Son testified that around five o’clock in the evening on October 14, 2002, there was a knock on her apartment door by a person asking for her husband in Cambodian. (Tr. at 99.) When she opened the door “the guy standing outside the door just pushed [her] down on the floor and pointed at [her] with a gun.” (Tr. at 100.) She testified that she “saw his face, and [she] knew it right away,” that she would be able to identify him again, and then she identified the Petitioner in the courtroom. (Tr. at 101.) Son stated that she went on her knees when Petitioner told her to get down, but that she could see her son and the gun. (Tr. at 103.) She started to scream and Petitioner pointed the gun at her son and told her that he would shoot her son if she continued to scream. (Tr. at 104-05.) At that time, Petitioner rushed to close and lock the door and Son looked and saw his face when he did that. Petitioner pulled his jacket up to try and cover his face and told her not to look at him. But Son testified that she did see his face for a second time when he went to lock the door. (Tr. at 105.) Petitioner then came back to Son, pointed the gun at her again and asked for money or a check. When he was told that she had neither, he walked her, at gunpoint, to the bedroom. (Tr. at 106.) Son grabbed her family jewelry that was on a table and threw it' behind the television. Petitioner then pushed her to the floor again and punched her in the face. (Tr. at 107.) She stayed on the ground after he pushed her down and pretended to have blacked out while she heard him pick up the jewelry and leave her apartment. (Tr. at 114-15.) After he left she called her husband and then the police. (Tr. at 115.) After the police arrived, Son told them that the robber’s “skin [was] a little dark and [he] had a mole on his face.” (Tr. at 121.) She also told them that he spoke Cambodian and was a little taller than her husband. (Id.)

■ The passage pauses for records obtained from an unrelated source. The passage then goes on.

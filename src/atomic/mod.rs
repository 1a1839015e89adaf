//! Atomic (rigid) group detection.

/// Rigid group classification.
pub mod classifier;
use crate::analyze::content::{ContentDensity, ScaleStrategy};
use crate::expand::planner::AxisExpansionPlan;
use crate::foundation::core::Axis;
use crate::mode::resolver::ModeDecision;
use crate::project::absolute::ProjectionMode;
use crate::qa::warnings::QaWarning;
use crate::scale::selector::ScaleDecision;
use serde::Serialize;
use std::sync::Mutex;

/// One planning decision, reported as it is made.
#[derive(Clone, Debug, PartialEq, Serialize)]
#[serde(tag = "event", rename_all = "kebab-case")]
pub enum PlanEvent {
    /// Scale strategy recommended by the content analysis.
    Strategy {
        /// Target id.
        target: String,
        /// Chosen strategy.
        strategy: ScaleStrategy,
        /// Density that drove it.
        density: ContentDensity,
    },
    /// Final scale.
    Scale {
        /// Target id.
        target: String,
        /// Decision details.
        decision: ScaleDecision,
    },
    /// Resolved orientation.
    Mode {
        /// Target id.
        target: String,
        /// Decision details.
        decision: ModeDecision,
    },
    /// Free-space plan for one axis.
    Axis {
        /// Target id.
        target: String,
        /// Axis planned.
        axis: Axis,
        /// Plan.
        plan: AxisExpansionPlan,
    },
    /// Freeform projection branch.
    Projection {
        /// Target id.
        target: String,
        /// Branch taken.
        mode: ProjectionMode,
    },
    /// QA warning.
    Warning {
        /// Target id.
        target: String,
        /// Warning.
        warning: QaWarning,
    },
}

/// Receives planning decisions. Shared across worker threads.
pub trait PlanObserver: Send + Sync {
    /// Called once per decision.
    fn on_event(&self, event: &PlanEvent) {
        let _ = event;
    }
}

/// Discards every event.
#[derive(Clone, Copy, Debug, Default)]
pub struct NoopObserver;

impl PlanObserver for NoopObserver {}

/// Forwards events to `tracing`: decisions at debug, warnings at warn.
#[derive(Clone, Copy, Debug, Default)]
pub struct TracingObserver;

impl PlanObserver for TracingObserver {
    fn on_event(&self, event: &PlanEvent) {
        match event {
            PlanEvent::Strategy {
                target,
                strategy,
                density,
            } => tracing::debug!(target_id = %target, ?strategy, ?density, "scale strategy"),
            PlanEvent::Scale { target, decision } => tracing::debug!(
                target_id = %target,
                scale = decision.scale,
                width_scale = decision.width_scale,
                height_scale = decision.height_scale,
                candidate = decision.candidate,
                "scale selected"
            ),
            PlanEvent::Mode { target, decision } => tracing::debug!(
                target_id = %target,
                orientation = ?decision.orientation,
                tier = ?decision.tier,
                reason = ?decision.reason,
                "layout mode resolved"
            ),
            PlanEvent::Axis { target, axis, plan } => tracing::debug!(
                target_id = %target,
                ?axis,
                start = plan.start,
                end = plan.end,
                interior = plan.interior,
                grow_remainder = plan.grow_remainder,
                "axis expansion planned"
            ),
            PlanEvent::Projection { target, mode } => {
                tracing::debug!(target_id = %target, ?mode, "freeform children projected")
            }
            PlanEvent::Warning { target, warning } => {
                tracing::warn!(target_id = %target, ?warning, "layout qa warning")
            }
        }
    }
}

/// Keeps every event in arrival order.
#[derive(Debug, Default)]
pub struct RecordingObserver {
    events: Mutex<Vec<PlanEvent>>,
}

impl RecordingObserver {
    /// Empty recorder.
    pub fn new() -> Self {
        Self::default()
    }

    /// Snapshot of the events so far.
    pub fn events(&self) -> Vec<PlanEvent> {
        self.events
            .lock()
            .unwrap_or_else(|poisoned| poisoned.into_inner())
            .clone()
    }

    /// Events for one target, in arrival order.
    pub fn events_for(&self, target_id: &str) -> Vec<PlanEvent> {
        self.events()
            .into_iter()
            .filter(|e| e.target() == target_id)
            .collect()
    }
}

impl PlanObserver for RecordingObserver {
    fn on_event(&self, event: &PlanEvent) {
        self.events
            .lock()
            .unwrap_or_else(|poisoned| poisoned.into_inner())
            .push(event.clone());
    }
}

impl PlanEvent {
    /// Target the event belongs to.
    pub fn target(&self) -> &str {
        match self {
            Self::Strategy { target, .. }
            | Self::Scale { target, .. }
            | Self::Mode { target, .. }
            | Self::Axis { target, .. }
            | Self::Projection { target, .. }
            | Self::Warning { target, .. } => target,
        }
    }
}

#[cfg(test)]
#[path = "../../tests/unit/observe/observer.rs"]
mod tests;
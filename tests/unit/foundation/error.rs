use super::*;

#[test]
fn display_prefixes_are_stable() {
    assert!(
        RetargetError::validation("x")
            .to_string()
            .contains("validation error:")
    );
    assert!(
        RetargetError::config("x")
            .to_string()
            .contains("config error:")
    );
    assert!(
        RetargetError::serde("x")
            .to_string()
            .contains("serialization error:")
    );
}

#[test]
fn other_preserves_source() {
    let base = std::io::Error::other("boom");
    let err = RetargetError::Other(anyhow::Error::new(base));
    assert!(err.to_string().contains("boom"));
}

#[test]
fn serde_json_errors_convert_to_serde_variant() {
    let bad = serde_json::from_str::<serde_json::Value>("{").unwrap_err();
    let err = RetargetError::from(bad);
    assert!(matches!(err, RetargetError::Serde(_)));
}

Son testified that the robber, Petitioner, was at a party that Saturday, two days before the incident, and she recognized him from a home video. She identified him in court from a still photograph taken from that video. (Tr. at 122.) She noticed him at the party because “his girlfriend is (sic) wearing tight clothes and unusual” and that Petitioner “seemed like a stranger to her” at the party because Son knew most of the other people at the party. (Tr.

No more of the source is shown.